[Tex/LaTex] How to Convert XeTeX to HTML

conversionhtml

I realize its too much to post the entire document. Here is a small portion of document, it just keep repeating itself for various verses. Sorry this is the minimum example size I could squeeze it to.

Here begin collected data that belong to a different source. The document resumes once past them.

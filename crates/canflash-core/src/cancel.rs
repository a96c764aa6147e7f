//! Cooperative cancellation for the polling loops.

use std::sync::Arc;
use std::sync::atomic::{AtomicBool, Ordering};

/// Shared flag checked once per poll iteration.
///
/// Clones observe the same flag, so a UI thread can hold one clone while the
/// upload thread polls another.
#[derive(Debug, Clone, Default)]
pub struct CancelToken {
    flag: Arc<AtomicBool>,
}

impl CancelToken {
    pub fn new() -> Self {
        Self::default()
    }

    /// Request cancellation.
    pub fn cancel(&self) {
        self.flag.store(true, Ordering::Release);
    }

    pub fn is_cancelled(&self) -> bool {
        self.flag.load(Ordering::Acquire)
    }
}

#[cfg(test)]
mod tests {
    use super::*;

    #[test]
    fn test_cancel_visible_through_clone() {
        let token = CancelToken::new();
        let other = token.clone();
        assert!(!other.is_cancelled());
        token.cancel();
        assert!(other.is_cancelled());
    }
}
fn draw_help_view(frame: &mut Frame, area: Rect) {
    let help_text = vec![
        "",
        "  canflash - CAN bus firmware uploader",
        "",
        "  KEYBOARD SHORTCUTS:",
        "",
        "  Ctrl+Q, Ctrl+C, Esc    Quit application",
        "  F1                     Show this help",
        "  F2                     View full logs",
        "  F3                     View bus trace",
        "  F5                     Send the unmute sequence",
        "  Ctrl+S                 Save the form to canflash.toml",
        "  Ctrl+X                 Cancel a running upload",
        "  Tab                    Switch focus between panels",
        "  Up/Down                Navigate input fields",
        "  Left/Right, Space      Change interface, target, unmute",
        "  Enter                  Start the upload",
        "",
        "  IN LOGS AND BUS VIEWS:",
        "",
        "  j/k, Up/Down           Scroll",
        "  Page Up/Down           Scroll by page",
        "  Home/End               Go to start/end",
        "",
        "  USAGE:",
        "",
        "  1. Pick the interface and target node",
        "  2. Enter the firmware path (.hex or .bin)",
        "  3. Press Enter and watch the progress and logs",
        "  4. If the target never answers the bus stays muted; F5 restores it",
        "",
        "  Press any key to return...",
    ];

    let text: Vec<Line> = help_text.iter().map(|s| Line::from(*s)).collect();

    let help = Paragraph::new(Text::from(text))
        .block(
            Block::default()
                .borders(Borders::ALL)
                .border_style(Style::default().fg(Color::Cyan))
                .title(" Help "),
        )
        .style(Style::default().fg(Color::White))
        .wrap(Wrap { trim: false });

    frame.render_widget(help, area);
}

fn log_to_list_item(entry: &LogEntry, width: u16) -> ListItem<'static> {
    let (icon, color) = match entry.level {
        LogLevel::Error => ("✗", Color::Red),
        LogLevel::Warn => ("⚠", Color::Yellow),
        LogLevel::Info => ("●", Color::Green),
        LogLevel::Debug => ("○", Color::Blue),
        LogLevel::Trace => ("·", Color::DarkGray),
    };

    let time_len = entry.timestamp.len() + 1; // +1 for space
    let icon_len = 2; // 1 char + 1 space
    let msg_width = (width.saturating_sub((time_len + icon_len + 4) as u16) as usize).max(1);

    let chars: Vec<char> = entry.message.chars().collect();
    let mut lines = Vec::new();
    for (i, chunk) in chars.chunks(msg_width).enumerate() {
        let text: String = chunk.iter().collect();
        if i == 0 {
            lines.push(Line::from(vec![
                Span::styled(
                    format!("{} ", entry.timestamp),
                    Style::default().fg(Color::DarkGray),
                ),
                Span::styled(format!("{} ", icon), Style::default().fg(color)),
                Span::styled(text, Style::default().fg(Color::White)),
            ]));
        } else {
            lines.push(Line::from(vec![
                Span::raw(" ".repeat(time_len + icon_len)), // Indent
                Span::styled(text, Style::default().fg(Color::White)),
            ]));
        }
    }
    if lines.is_empty() {
        lines.push(Line::from(Span::styled(
            format!("{} ", entry.timestamp),
            Style::default().fg(Color::DarkGray),
        )));
    }
    ListItem::new(Text::from(lines))
}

\documentclass[a4paper,12pt]{article}
%\usepackage[left=0.15in,right=0.15in,top=0.75in,bottom=0.75in]{geometry}
\usepackage{fontspec}
\usepackage{xltxtra}
\usepackage{polyglossia}
\usepackage{longtable}
\usepackage[doublespacing]{setspace}
\usepackage{verse}
\usepackage{varwidth}

\AtBeginEnvironment{Verse}{\singlespacing}

\AtBeginEnvironment{longtable}{\onehalfspacing}

\newcommand{\blt}{\begin{longtable}{p{1.5cm}p{0.05cm}p{3.5cm}|p{1.5cm}p{0.05cm}p{3.5cm}|p{1.5cm}p{0.05cm}p{3.5cm}}}
\newcommand{\elt}{\end{longtable}}

\newcommand{\bv}{\begin{Verse}\large}
\newcommand{\ev}{\end{Verse}}

\newcommand{\bfns}{\begin{footnotesize}}
\newcommand{\efns}{\end{footnotesize}}

\newcommand{\sz}{\\[\normalbaselineskip]}
\newcommand{\csec}[1]{\section{#1}}

\newenvironment{Verse}
  {\center\varwidth{\linewidth}}
  {\endvarwidth\endcenter}

\setmainfont[Script=Devanagari]{Sanskrit 2003}

\begin{document} 
\bv
तपः स्वाध्यायनिरताम् तपस्वी वाग्विदाम् वरम् |          \\ 
नारदम् परिपप्रच्छ वाल्मीकिर्मुनिपुङ्गवम् ॥ १.१.१ ॥
\ev

\bfns  \blt \hline
तपस्वी & = &  sagacious thinker & वाल्मीकि: & = &  Sage [Poet]  वाल्मीकि & तपः & = & in thoughtful-meditation  \\
स्व अध्याय & = & in self, study of scriptures & निरतम् & = & always - who is eternally studious in scriptures& वाक् & = & in speaking [in enunciation] \\

विदाम् & = & among expert enunciators & वरम् & = & sublime one - with नारद & मुनि पुन्गवम् & = & with sage, paragon, with such a paragon sage Naarada \\

नारदम्  & = &  with [such a sage] Naarada & परिपप्रच्छ  & = &  verily [inquisitively,] inquired about

\elt \efns

सर्व गुण समिष्टि रूपम् पुरुषम्  all, merited endowments, composite, in form - about such a man.] 
A thoughtful-meditator, an eternally studious sage in scriptures about the Truth and Untruth, a sagacious thinker, and a sublime enunciator among all expert enunciators is नारद, and with such a Divine Sage नारद, the Sage-Poet वाल्मीकि is inquisitively enquiring about a man who is a composite for all merited endowments in his form and calibre. [1-1-1]\\  
\end{document}

This is the command I ran: htxelatex bala.tex # generate html. Now I am getting the following error:

(/usr/local/texlive/2011/texmf-dist/tex/generic/tex4ht/html4-math.4ht))
(./bala.aux)

! LaTeX Error: Command `\acute' already defined in `'.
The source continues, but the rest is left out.